--- INFORMATION SUPPLIED Enclosed Below ---

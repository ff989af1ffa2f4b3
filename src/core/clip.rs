// Node animation clips and a play-once clip player.
//
// Clips hold per-node translation/rotation/scale tracks sampled with linear
// interpolation (spherical for rotations). The player advances a clip in
// either direction and clamps at the ends, holding the final pose.

use fnv::FnvHashMap;
use glam::{Quat, Vec3};

#[derive(Clone, Debug, Default)]
pub struct TrackVec3 {
    pub times: Vec<f32>,
    pub values: Vec<Vec3>,
}

#[derive(Clone, Debug, Default)]
pub struct TrackQuat {
    pub times: Vec<f32>,
    pub values: Vec<Quat>,
}

#[derive(Clone, Debug, Default)]
pub struct AnimClip {
    pub name: String,
    pub duration: f32,
    pub translations: FnvHashMap<usize, TrackVec3>,
    pub rotations: FnvHashMap<usize, TrackQuat>,
    pub scales: FnvHashMap<usize, TrackVec3>,
}

impl AnimClip {
    /// Sample a translation track for `node`, falling back to `rest`.
    pub fn translation(&self, node: usize, t: f32, rest: Vec3) -> Vec3 {
        self.translations
            .get(&node)
            .map_or(rest, |tr| sample_vec3(tr, t, rest))
    }

    pub fn rotation(&self, node: usize, t: f32, rest: Quat) -> Quat {
        self.rotations
            .get(&node)
            .map_or(rest, |tr| sample_quat(tr, t, rest))
    }

    pub fn scale(&self, node: usize, t: f32, rest: Vec3) -> Vec3 {
        self.scales
            .get(&node)
            .map_or(rest, |tr| sample_vec3(tr, t, rest))
    }
}

/// Locate the keyframe segment containing `t` and the blend factor within it.
/// Returns `None` when `t` is outside the track (callers clamp to the ends).
fn segment(times: &[f32], t: f32) -> Option<(usize, f32)> {
    if times.len() < 2 || t <= times[0] || t >= times[times.len() - 1] {
        return None;
    }
    let i = times.partition_point(|&k| k <= t).saturating_sub(1);
    let t0 = times[i];
    let t1 = times[i + 1];
    let span = t1 - t0;
    let f = if span > 0.0 { (t - t0) / span } else { 0.0 };
    Some((i, f))
}

pub fn sample_vec3(tr: &TrackVec3, t: f32, default: Vec3) -> Vec3 {
    let (Some(first), Some(last)) = (tr.values.first(), tr.values.last()) else {
        return default;
    };
    if tr.times.is_empty() {
        return default;
    }
    match segment(&tr.times, t) {
        Some((i, f)) => tr.values[i].lerp(tr.values[i + 1], f),
        None if t <= tr.times[0] => *first,
        None => *last,
    }
}

pub fn sample_quat(tr: &TrackQuat, t: f32, default: Quat) -> Quat {
    let (Some(first), Some(last)) = (tr.values.first(), tr.values.last()) else {
        return default;
    };
    if tr.times.is_empty() {
        return default;
    }
    match segment(&tr.times, t) {
        Some((i, f)) => tr.values[i].slerp(tr.values[i + 1], f),
        None if t <= tr.times[0] => *first,
        None => *last,
    }
}

/// Plays a clip once in either direction and holds the final pose.
///
/// Each playback is tagged with a generation number supplied by the caller;
/// `advance` reports that generation exactly once when the playback reaches
/// its end.
#[derive(Clone, Debug)]
pub struct ClipPlayer {
    duration: f32,
    time: f32,
    time_scale: f32,
    running: bool,
    generation: u64,
}

impl ClipPlayer {
    pub fn new(duration: f32) -> Self {
        Self {
            duration: duration.max(0.0),
            time: 0.0,
            time_scale: 1.0,
            running: false,
            generation: 0,
        }
    }

    /// Start a playback. Positive rates play from the start, negative rates
    /// from the end.
    pub fn play(&mut self, time_scale: f32, generation: u64) {
        self.time_scale = time_scale;
        self.time = if time_scale >= 0.0 { 0.0 } else { self.duration };
        self.running = true;
        self.generation = generation;
    }

    pub fn set_time_scale(&mut self, time_scale: f32) {
        self.time_scale = time_scale;
    }

    /// Advance by `dt_sec` of wall-clock time. Returns the playback generation
    /// when this call completed the playback.
    pub fn advance(&mut self, dt_sec: f32) -> Option<u64> {
        if !self.running {
            return None;
        }
        self.time += dt_sec * self.time_scale;
        if self.time_scale >= 0.0 && self.time >= self.duration {
            self.time = self.duration;
        } else if self.time_scale < 0.0 && self.time <= 0.0 {
            self.time = 0.0;
        } else {
            return None;
        }
        self.running = false;
        Some(self.generation)
    }

    pub fn time(&self) -> f32 {
        self.time
    }

    pub fn time_scale(&self) -> f32 {
        self.time_scale
    }

    pub fn duration(&self) -> f32 {
        self.duration
    }

    pub fn is_running(&self) -> bool {
        self.running
    }
}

--- End of Enclosed INFORMATION SUPPLIED ---

#### TASK DIRECTIONS:
Return all lines in the entries above that carry the word "when".

#### EXERCISE OUTPUT:
/// Returns `None` when `t` is outside the track (callers clamp to the ends).
/// `advance` reports that generation exactly once when the playback reaches
    /// when this call completed the playback.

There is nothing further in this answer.